Start of Block
/// Fresh assistant over an isolated store in a temporary directory
async fn test_assistant() -> (TempDir, Assistant, Arc<RecordingTransport>) {
    let temp_dir = TempDir::new().expect("Failed to create temp dir");
    let store = open_store(temp_dir.path().join("test.db"))
        .await
        .expect("Failed to open test store");
    let transport = RecordingTransport::new();
    let assistant = Assistant::new(store, transport.clone(), test_config());
    (temp_dir, assistant, transport)
}

fn photo_upload(file_ref: &str) -> MediaUpload {
    MediaUpload {
        file_ref: file_ref.to_string(),
        kind: MediaKind::Photo,
        caption: Some("sunset".to_string()),
        file_name: None,
        mime_type: None,
    }
}

// =============================================================================
// Notes
// =============================================================================

#[tokio::test]
async fn test_note_create_and_edit_scenario() {
    let (_dir, assistant, _transport) = test_assistant().await;

    let note = notes::create_note(&assistant.store, OWNER, "Shopping", "milk, eggs", Some("home"))
        .await
        .unwrap();

    assert!(note.id >= 1);
    assert_eq!(note.category.as_deref(), Some("home"));
    assert_eq!(note.created_at, note.last_edited_at);

    tokio::time::sleep(StdDuration::from_millis(50)).await;

    let edited = notes::edit_note(
        &assistant.store,
        OWNER,
        note.id,
        "Shopping List",
        "milk, eggs, bread",
        None,
    )
    .await
    .unwrap();

    assert_eq!(edited.title, "Shopping List");
    assert!(edited.last_edited_at > note.created_at);
    // Category not supplied on edit reverts to absent
    assert_eq!(edited.category, None);

    let listed = notes::list_notes(&assistant.store, OWNER).await.unwrap();
    assert_eq!(listed.len(), 1);
    assert_eq!(listed[0].category, None);
    assert_eq!(listed[0].content, "milk, eggs, bread");
}

#[tokio::test]
async fn test_note_validation_rejects_empty_fields() {
    let (_dir, assistant, _transport) = test_assistant().await;

    let err = notes::create_note(&assistant.store, OWNER, "", "content", None)
        .await
        .unwrap_err();
    assert!(matches!(err, AppError::Validation(_)));

    let err = notes::create_note(&assistant.store, OWNER, "title", "   ", None)
        .await
        .unwrap_err();
    assert!(matches!(err, AppError::Validation(_)));

    assert_eq!(assistant.store.count_notes(OWNER).await.unwrap(), 0);
}

#[tokio::test]
async fn test_search_hit_and_miss() {
    let (_dir, assistant, _transport) = test_assistant().await;

    notes::create_note(&assistant.store, OWNER, "Shopping", "milk, eggs", Some("home"))
        .await
        .unwrap();
    notes::create_note(&assistant.store, OWNER, "Ideas", "weekend trip", None)
        .await
        .unwrap();

    let hits = notes::search_notes(&assistant.store, OWNER, "milk")
        .await
        .unwrap();
    assert_eq!(hits.len(), 1);
    assert_eq!(hits[0].title, "Shopping");

    // Category matches too
    let hits = notes::search_notes(&assistant.store, OWNER, "home")
        .await
        .unwrap();
    assert_eq!(hits.len(), 1);

    // Substring match is case-sensitive
    let hits = notes::search_notes(&assistant.store, OWNER, "MILK")
        .await
        .unwrap();
    assert!(hits.is_empty());

    // A miss is an empty sequence, not an error
    let hits = notes::search_notes(&assistant.store, OWNER, "xyz")
        .await
        .unwrap();
    assert!(hits.is_empty());
}

#[tokio::test]
async fn test_listings_follow_documented_order() {
    let (_dir, assistant, _transport) = test_assistant().await;

    // Notes list newest first
    let first = notes::create_note(&assistant.store, OWNER, "First", "a", None)
        .await
        .unwrap();
    tokio::time::sleep(StdDuration::from_millis(20)).await;
    let second = notes::create_note(&assistant.store, OWNER, "Second", "b", None)
        .await
        .unwrap();

    let listed = notes::list_notes(&assistant.store, OWNER).await.unwrap();
    let ids: Vec<i64> = listed.iter().map(|n| n.id).collect();
    assert_eq!(ids, vec![second.id, first.id]);

    // Active reminders list soonest first, regardless of creation order
    let later = assistant
        .reminders
        .create_reminder(OWNER, 30, "later", None)
        .await
        .unwrap();
    let sooner = assistant
        .reminders
        .create_reminder(OWNER, 10, "sooner", None)
        .await
        .unwrap();

    let active = assistant.reminders.list_active(OWNER).await.unwrap();
    let ids: Vec<i64> = active.iter().map(|r| r.id).collect();
    assert_eq!(ids, vec![sooner.id, later.id]);

    // Media list newest upload first
    let old = media::record_media(&assistant.store, OWNER, &photo_upload("file-1"))
        .await
        .unwrap();
    tokio::time::sleep(StdDuration::from_millis(20)).await;
    let recent = media::record_media(&assistant.store, OWNER, &photo_upload("file-2"))
        .await
        .unwrap();

    let listed = media::list_media(&assistant.store, OWNER).await.unwrap();
    let ids: Vec<i64> = listed.iter().map(|m| m.id).collect();
    assert_eq!(ids, vec![recent.id, old.id]);
}

// =============================================================================
// Deletion & Ownership
// =============================================================================

#[tokio::test]
async fn test_delete_nonexistent_is_idempotent() {
    let (_dir, assistant, _transport) = test_assistant().await;

    assert_eq!(notes::delete_note(&assistant.store, OWNER, 999).await.unwrap(), 0);
    assert_eq!(
        assistant.reminders.delete_reminder(OWNER, 999).await.unwrap(),
        0
    );
    assert_eq!(media::delete_media(&assistant.store, OWNER, 999).await.unwrap(), 0);
}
End of Block
Checking each line above, count the ones that hold the word "second" and state the total alone.

2